DIRECTIONS
Extract, from the records beneath this instruction, each line that contains the word "actual".
───── EXTRACTED ENTRIES ─────
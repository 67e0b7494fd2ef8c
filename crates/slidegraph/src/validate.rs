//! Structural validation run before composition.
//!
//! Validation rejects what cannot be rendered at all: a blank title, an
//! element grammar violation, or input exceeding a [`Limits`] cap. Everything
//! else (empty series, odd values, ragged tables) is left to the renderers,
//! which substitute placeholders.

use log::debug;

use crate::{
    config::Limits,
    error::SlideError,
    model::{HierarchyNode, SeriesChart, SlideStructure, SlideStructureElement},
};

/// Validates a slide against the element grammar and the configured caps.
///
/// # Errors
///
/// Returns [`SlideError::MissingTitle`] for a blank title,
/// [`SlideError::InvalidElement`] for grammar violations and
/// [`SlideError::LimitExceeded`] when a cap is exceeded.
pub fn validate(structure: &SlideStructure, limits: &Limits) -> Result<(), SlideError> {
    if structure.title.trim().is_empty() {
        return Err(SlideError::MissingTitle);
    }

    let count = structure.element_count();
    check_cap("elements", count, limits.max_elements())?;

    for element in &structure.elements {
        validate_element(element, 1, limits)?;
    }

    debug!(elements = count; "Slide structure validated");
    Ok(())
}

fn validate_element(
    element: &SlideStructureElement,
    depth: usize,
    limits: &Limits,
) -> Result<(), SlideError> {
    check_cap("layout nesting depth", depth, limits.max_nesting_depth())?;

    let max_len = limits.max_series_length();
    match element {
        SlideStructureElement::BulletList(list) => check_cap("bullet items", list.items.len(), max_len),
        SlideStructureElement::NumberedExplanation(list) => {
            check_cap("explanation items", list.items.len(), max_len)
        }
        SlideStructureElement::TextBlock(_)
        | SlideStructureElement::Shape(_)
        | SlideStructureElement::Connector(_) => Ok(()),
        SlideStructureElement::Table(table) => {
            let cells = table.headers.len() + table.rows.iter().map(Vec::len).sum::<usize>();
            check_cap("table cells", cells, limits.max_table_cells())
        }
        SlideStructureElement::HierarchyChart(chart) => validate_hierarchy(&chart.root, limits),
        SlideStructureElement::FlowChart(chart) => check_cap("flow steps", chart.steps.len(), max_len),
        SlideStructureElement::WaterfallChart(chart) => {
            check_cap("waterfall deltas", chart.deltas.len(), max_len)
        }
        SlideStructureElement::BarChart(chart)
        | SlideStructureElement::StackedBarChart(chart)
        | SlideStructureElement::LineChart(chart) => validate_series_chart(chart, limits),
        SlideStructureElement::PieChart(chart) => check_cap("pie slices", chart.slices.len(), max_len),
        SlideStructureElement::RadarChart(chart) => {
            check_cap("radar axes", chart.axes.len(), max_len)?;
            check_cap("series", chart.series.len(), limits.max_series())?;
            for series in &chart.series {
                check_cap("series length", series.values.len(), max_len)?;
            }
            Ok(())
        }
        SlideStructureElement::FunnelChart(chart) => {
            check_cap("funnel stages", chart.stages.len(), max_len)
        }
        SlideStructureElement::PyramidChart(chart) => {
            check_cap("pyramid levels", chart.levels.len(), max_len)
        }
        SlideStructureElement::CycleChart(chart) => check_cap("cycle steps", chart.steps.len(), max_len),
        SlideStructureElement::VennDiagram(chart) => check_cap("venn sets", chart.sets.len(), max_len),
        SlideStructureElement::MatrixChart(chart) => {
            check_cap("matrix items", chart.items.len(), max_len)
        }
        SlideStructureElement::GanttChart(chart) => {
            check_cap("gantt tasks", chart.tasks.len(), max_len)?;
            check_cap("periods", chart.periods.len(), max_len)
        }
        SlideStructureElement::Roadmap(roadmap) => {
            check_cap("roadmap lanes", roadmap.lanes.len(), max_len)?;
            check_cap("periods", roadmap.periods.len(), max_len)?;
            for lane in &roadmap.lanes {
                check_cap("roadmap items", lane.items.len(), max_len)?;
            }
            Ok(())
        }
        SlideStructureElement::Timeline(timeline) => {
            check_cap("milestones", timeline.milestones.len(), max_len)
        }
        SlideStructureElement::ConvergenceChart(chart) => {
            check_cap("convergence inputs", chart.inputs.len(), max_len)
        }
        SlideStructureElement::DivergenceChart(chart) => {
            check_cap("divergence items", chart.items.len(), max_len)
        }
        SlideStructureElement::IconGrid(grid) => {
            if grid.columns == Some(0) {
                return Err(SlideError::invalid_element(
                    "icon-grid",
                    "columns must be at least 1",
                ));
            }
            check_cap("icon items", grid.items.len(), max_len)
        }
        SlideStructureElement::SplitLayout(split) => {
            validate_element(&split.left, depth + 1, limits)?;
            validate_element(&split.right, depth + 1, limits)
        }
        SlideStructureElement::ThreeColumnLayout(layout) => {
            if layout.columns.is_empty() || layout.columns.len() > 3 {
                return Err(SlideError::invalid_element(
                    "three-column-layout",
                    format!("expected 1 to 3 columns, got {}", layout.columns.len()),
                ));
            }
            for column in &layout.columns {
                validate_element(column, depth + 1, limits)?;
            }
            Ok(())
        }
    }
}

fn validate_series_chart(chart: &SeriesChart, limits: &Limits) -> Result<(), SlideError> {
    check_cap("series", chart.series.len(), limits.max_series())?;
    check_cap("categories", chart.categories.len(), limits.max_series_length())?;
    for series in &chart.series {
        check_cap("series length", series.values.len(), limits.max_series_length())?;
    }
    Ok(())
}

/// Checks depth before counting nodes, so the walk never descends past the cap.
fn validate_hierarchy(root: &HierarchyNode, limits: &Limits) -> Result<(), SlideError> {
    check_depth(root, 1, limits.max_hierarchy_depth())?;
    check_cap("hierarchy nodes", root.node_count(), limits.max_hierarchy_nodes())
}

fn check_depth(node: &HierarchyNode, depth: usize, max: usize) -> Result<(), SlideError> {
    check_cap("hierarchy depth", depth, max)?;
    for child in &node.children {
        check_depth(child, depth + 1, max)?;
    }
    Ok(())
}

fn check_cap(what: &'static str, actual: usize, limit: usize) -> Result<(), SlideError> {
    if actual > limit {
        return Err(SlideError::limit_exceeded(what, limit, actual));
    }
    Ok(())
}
─────
WORKED SOLUTION
fn check_cap(what: &'static str, actual: usize, limit: usize) -> Result<(), SlideError> {
    if actual > limit {
        return Err(SlideError::limit_exceeded(what, limit, actual));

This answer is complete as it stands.